Benjamin Glynn, de 40 anos, foi considerado culpado por quatro acusações de não usar máscara em um trem em maio e depois no tribunal em julho, além de causar inquietação pública e ameaças contra autoridades.

Glynn já havia sido submetido a uma avaliação psiquiátrica ordenada por um juiz como resultado de seu comportamento e comentários no tribunal.

Na quarta-feira, ele pediu ao tribunal que rejeitasse o que chamou de “acusações ilegais” e pediu que seu passaporte fosse devolvido para que pudesse voltar ao Reino Unido para ficar com sua família, de acordo com a CNA.

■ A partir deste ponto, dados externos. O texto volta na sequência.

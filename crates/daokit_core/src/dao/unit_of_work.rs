//! Unit-of-work wrapper and explicit ambient transaction scope.
//!
//! # Responsibility
//! - Run one DAO operation against a connection inside a transaction.
//! - Commit or roll back only transactions the unit began itself.
//! - Close only connections the unit opened itself.
//!
//! # Invariants
//! - A connection borrowed from a [`TransactionScope`] is never closed,
//!   committed, or rolled back by a unit of work.
//! - A dropped scope that was neither committed nor rolled back rolls back.

use super::error::{DaoError, DaoResult};
use crate::db::DataSource;
use log::{debug, warn};
use rusqlite::Connection;
use uuid::Uuid;

/// Transaction requirement of a unit of work.
#[derive(Debug, Clone, Copy, PartialEq, Eq)]
pub enum TxMode {
    /// Begins a transaction when none is active and commits it on success.
    ReadWrite,
    /// Runs without beginning a transaction.
    ReadOnly,
}

/// Caller-owned connection with an open transaction.
///
/// Pass it to adapters (`with_scope`) so several contract calls share one
/// transaction; the caller then decides to commit or roll back.
pub struct TransactionScope {
    conn: Connection,
    id: Uuid,
    finished: bool,
}

impl TransactionScope {
    /// Opens a connection from `source` and begins an immediate transaction.
    pub fn begin(source: &DataSource) -> DaoResult<Self> {
        let conn = source.connect()?;
        conn.execute_batch("BEGIN IMMEDIATE;")
            .map_err(|err| DaoError::backend("failed to begin scope transaction", err))?;
        let id = Uuid::new_v4();
        debug!("event=scope_begin module=dao status=ok scope_id={id}");
        Ok(Self {
            conn,
            id,
            finished: false,
        })
    }

    pub fn connection(&self) -> &Connection {
        &self.conn
    }

    pub fn id(&self) -> Uuid {
        self.id
    }

    pub fn commit(mut self) -> DaoResult<()> {
        self.finished = true;
        self.conn
            .execute_batch("COMMIT;")
            .map_err(|err| DaoError::backend("failed to commit scope transaction", err))?;
        debug!("event=scope_commit module=dao status=ok scope_id={}", self.id);
        Ok(())
    }

    pub fn rollback(mut self) -> DaoResult<()> {
        self.finished = true;
        self.conn
            .execute_batch("ROLLBACK;")
            .map_err(|err| DaoError::backend("failed to roll back scope transaction", err))?;
        debug!("event=scope_rollback module=dao status=ok scope_id={}", self.id);
        Ok(())
    }
}

impl Drop for TransactionScope {
    fn drop(&mut self) {
        if self.finished || self.conn.is_autocommit() {
            return;
        }
        match self.conn.execute_batch("ROLLBACK;") {
            Ok(()) => debug!(
                "event=scope_rollback module=dao status=ok scope_id={} reason=dropped",
                self.id
            ),
            Err(err) => warn!(
                "event=scope_rollback module=dao status=error scope_id={} reason=dropped error={}",
                self.id, err
            ),
        }
    }
}

enum Acquired<'a> {
    Local(Connection),
    Ambient(&'a Connection),
}

impl Acquired<'_> {
    fn connection(&self) -> &Connection {
        match self {
            Self::Local(conn) => conn,
            Self::Ambient(conn) => *conn,
        }
    }

    fn release(self) {
        if let Self::Local(conn) = self {
            if let Err((_, err)) = conn.close() {
                warn!("event=uow_release module=dao status=error error={err}");
            }
        }
    }
}

/// Runs closures against a connection inside a managed transaction.
#[derive(Clone, Copy)]
pub struct UnitOfWork<'a> {
    source: &'a DataSource,
    ambient: Option<&'a TransactionScope>,
}

impl<'a> UnitOfWork<'a> {
    pub fn new(source: &'a DataSource) -> Self {
        Self {
            source,
            ambient: None,
        }
    }

    /// Runs every unit on the scope's connection instead of a fresh one.
    pub fn in_scope(source: &'a DataSource, scope: &'a TransactionScope) -> Self {
        Self {
            source,
            ambient: Some(scope),
        }
    }

    pub fn source(&self) -> &'a DataSource {
        self.source
    }

    pub fn is_scoped(&self) -> bool {
        self.ambient.is_some()
    }

    /// Executes `work` once and settles the transaction it began, if any.
    pub fn execute<T, F>(&self, mode: TxMode, work: F) -> DaoResult<T>
    where
        F: FnOnce(&Connection) -> DaoResult<T>,
    {
        let acquired = match self.ambient {
            Some(scope) => Acquired::Ambient(scope.connection()),
            None => Acquired::Local(self.source.connect()?),
        };

        let result = run_in_transaction(acquired.connection(), mode, work);
        acquired.release();
        result
    }
}

fn run_in_transaction<T, F>(conn: &Connection, mode: TxMode, work: F) -> DaoResult<T>
where
    F: FnOnce(&Connection) -> DaoResult<T>,
{
    let began = mode == TxMode::ReadWrite && conn.is_autocommit();
    if began {
        conn.execute_batch("BEGIN IMMEDIATE;")
            .map_err(|err| DaoError::backend("failed to begin transaction", err))?;
    }

    match work(conn) {
        Ok(value) => {
            if began {
                if let Err(err) = conn.execute_batch("COMMIT;") {
                    rollback_quietly(conn);
                    return Err(DaoError::backend("failed to commit transaction", err));
                }
            }
            Ok(value)
        }
        Err(err) => {
            if began {
                rollback_quietly(conn);
            }
            Err(err)
        }
    }
}

fn rollback_quietly(conn: &Connection) {
    if conn.is_autocommit() {
        return;
    }
    if let Err(err) = conn.execute_batch("ROLLBACK;") {
        warn!("event=uow_rollback module=dao status=error error={err}");
    }
}
//! Identity contract for persistable entities.

/// Surrogate key assigned by the storage backend.
pub type EntityId = i64;

/// Data holder the DAO layer can persist and look up by identifier.
pub trait Entity {
    /// Stable entity name used in statement ids, query text, and errors.
    fn entity_name() -> &'static str
    where
        Self: Sized;

    fn id(&self) -> Option<EntityId>;

    fn set_id(&mut self, id: EntityId);

    /// Returns a copy carrying the given identifier.
    fn with_id(mut self, id: EntityId) -> Self
    where
        Self: Sized,
    {
        self.set_id(id);
        self
    }
}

Cingapura e Grã-Bretanha planejam

Um juiz foi citado dizendo a Glynn que ele havia sido “completamente iludido” ao acreditar que estava isento das leis de mascaramento de Cingapura.

Glynn se representou no tribunal, e ligações e mensagens de texto da Reuters em seu telefone ficaram sem resposta na quarta-feira.

O centro de negócios asiático é famoso por aplicar regras rígidas e prender e multar outras pessoas por violar as leis da Covid-19. Alguns estrangeiros têm suas autorizações de trabalho retiradas por violar a lei.

A cidade-estado manteve os surtos de coronavírus sob controle, em parte por causa de sua aplicação ou medidas rígidas.

Em fevereiro, um tribunal de Cingapura sentenciou um britânico a duas semanas de prisão depois de escapar de um quarto de hotel durante a quarentena para se encontrar com sua então noiva.